The NHS has expressed concern over a “new wave” of gambling addiction amid the UK COVID-19 lockdown.

A gambling addiction treatment in Leeds has warned that the current UK lockdown will potentially lead to a rise in the number of people struggling with gambling addiction and debt. According to BBC News, the clinic expects a rise in referrals for treatment during the pandemic as people are left with nothing to do.

What’s more, the cancellation of sports betting will spur people into registering with online casinos, the clinic stated. To combat this, the NHS Northern Gambling Service, which operates the Leeds-based clinic, is now offering video support to help those who are vulnerable and struggling.

Matthew Gaskell, the clinical lead at the Leeds facility, told the BBC: “There are a range of risk factors in place at the moment: social isolation, boredom, stress, financial and job insecurity and the opportunity to gamble online.

“While a lot of sports betting has stopped, we are expecting a rise in referrals further down the line. It takes time for gambling harm to spread across someone’s life and for them to realise they have a problem.”

He added: “We are concerned that the new wave of gambling addiction will happen under these circumstances and that customers are not being adequately protected.”

Michael Dugher, the Chief Executive of the Betting And Gaming Council (BGC), added: “In this time of national crisis, with so many people self-isolating and social distancing at home, it is vital that we do everything possible to ensure safer gambling and to protect potentially vulnerable or at risk people.”

Gambling Addictions

The news comes after Gamstop urged all gamblers struggling with addictions to self-exclude themselves during the COVID-19 UK lockdown.

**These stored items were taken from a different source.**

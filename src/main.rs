use anyhow::{bail, Context, Result};
use clap::{Parser, Subcommand};
use std::io::Write;
use std::path::{Path, PathBuf};
use std::time::Instant;

mod alphabet;
mod index;
mod io;
mod scheme;
mod search;
mod sim;

use alphabet::{Lcg, UnknownPolicy};
use index::fm::{BiFmIndex, BuildOpts, IndexMeta};
use index::rank::RankKind;
use index::store;
use scheme::expand::ExpansionMode;
use search::batch::{self, BatchOpts, BatchOutput, SearchMode};
use search::Distance;

#[derive(Parser, Debug)]
#[command(
    name = "fmsearch-rust",
    author,
    version,
    about = "Approximate search over a bidirectional FM index, driven by search schemes",
    arg_required_else_help = true
)]
struct Cli {
    #[command(subcommand)]
    command: Commands,
}

#[derive(Subcommand, Debug)]
enum Commands {
    /// Build a bidirectional FM index over a reference FASTA
    Index {
        /// Reference FASTA file
        reference: String,
        /// Output prefix for index files
        #[arg(short, long, default_value = "ref")]
        output: String,
        /// Distance between sampled suffix array entries
        #[arg(long, default_value_t = 16)]
        sampling_rate: usize,
        /// Rank dictionary backend: interleaved, scan or dna4
        #[arg(long, default_value = "interleaved")]
        index_type: String,
        /// Concatenate sequences without '$' separators (admits cross-boundary hits)
        #[arg(long)]
        no_delim: bool,
        /// Append the reverse complement of every sequence to the text
        #[arg(long)]
        include_reverse: bool,
        /// Additionally write the memory-mappable fast-load format (.mmser)
        #[arg(long)]
        mmser: bool,
        /// Map characters outside ACGTN to N instead of failing
        #[arg(long)]
        ignore_unknown: bool,
        /// Replace characters outside ACGT by a random base
        #[arg(long)]
        dna4: bool,
        #[arg(short = 't', long, default_value_t = 1)]
        threads: usize,
    },
    /// Search queries against a persisted index
    Search {
        /// Path to the index file (.idx or .mmser)
        #[arg(short = 'i', long)]
        index: String,
        /// Query FASTA file
        #[arg(short = 'q', long)]
        query: String,
        /// Output path
        #[arg(short = 'o', long, default_value = "fmsearch-output.txt")]
        output: String,
        /// Number of allowed errors
        #[arg(short = 'e', long, default_value_t = 0)]
        errors: usize,
        /// Search scheme generator
        #[arg(short = 'g', long, default_value = "h2-k2")]
        generator: String,
        /// Partition expansion: uniform, bottomup or topdown
        #[arg(long, default_value = "uniform")]
        expansion_mode: String,
        /// Distance metric: ham or lev
        #[arg(long, default_value = "ham")]
        distance_metric: String,
        /// all or besthits
        #[arg(short = 'm', long, default_value = "all")]
        search_mode: String,
        /// Per-query hit cap (0 = unbounded)
        #[arg(long, default_value_t = 0)]
        max_hits: usize,
        /// Batched descent width on error-free branches (0 = off, up to 4)
        #[arg(long, default_value_t = 0)]
        k_step: usize,
        /// Do not also search the reverse complement of each query
        #[arg(long)]
        no_reverse: bool,
        /// Only count hits per query, skip locate
        #[arg(long)]
        count_only: bool,
        /// Map characters outside ACGTN to N instead of failing
        #[arg(long)]
        ignore_unknown: bool,
        /// Replace characters outside ACGT by a random base
        #[arg(long)]
        dna4: bool,
        #[arg(short = 't', long, default_value_t = 1)]
        threads: usize,
    },
    /// Inspect search scheme generators
    Scheme {
        /// Show all generators with one line each
        #[arg(long)]
        list_generators: bool,
        /// Print the information table over every generator
        #[arg(short = 'a', long)]
        all: bool,
        #[arg(short = 'g', long, default_value = "pigeon")]
        generator: String,
        /// Assumed query length for node counts
        #[arg(short = 'l', long, default_value_t = 150)]
        length: usize,
        /// Assumed reference length for weighted node counts
        #[arg(long, default_value_t = 1_000_000_000)]
        ref_length: usize,
        #[arg(long, default_value_t = 0)]
        min_error: usize,
        #[arg(short = 'k', long, default_value_t = 2)]
        max_error: usize,
        #[arg(long, default_value_t = 4)]
        sigma: usize,
        /// uniform, bottomup or topdown
        #[arg(long, default_value = "uniform")]
        expansion_mode: String,
    },
    /// Sample reads from a reference and inject errors
    Simulate {
        /// Reference FASTA file
        reference: String,
        #[arg(short = 'n', long, default_value_t = 1000)]
        count: usize,
        #[arg(short = 'l', long, default_value_t = 100)]
        length: usize,
        #[arg(short = 'e', long, default_value_t = 0)]
        errors: usize,
        /// Inject insertions and deletions, not only substitutions
        #[arg(long)]
        indels: bool,
        #[arg(long, default_value_t = 42)]
        seed: u32,
        /// Output path (stdout if omitted)
        #[arg(short = 'o', long)]
        output: Option<String>,
    },
}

The organisation, which allows gamblers to exclude themselves from UK gambling sites, called on players to do so after the Gambling Related Harm All Party Parliamentary Group claimed that the current lockdown could lead to an increased number of problem gamblers.

Meanwhile, Gamstop has claimed that since the lockdown was initiated several weeks ago, the service has experienced a surge in the number of callers looking to lift their ban before their minimum exclusion time-period has passed.

Earlier this month, the UK Gambling Commission announced a slew of new measures including restrictions on VIP schemes which will now require users to be over the age of 25 to join and require them to have completed a series of checks.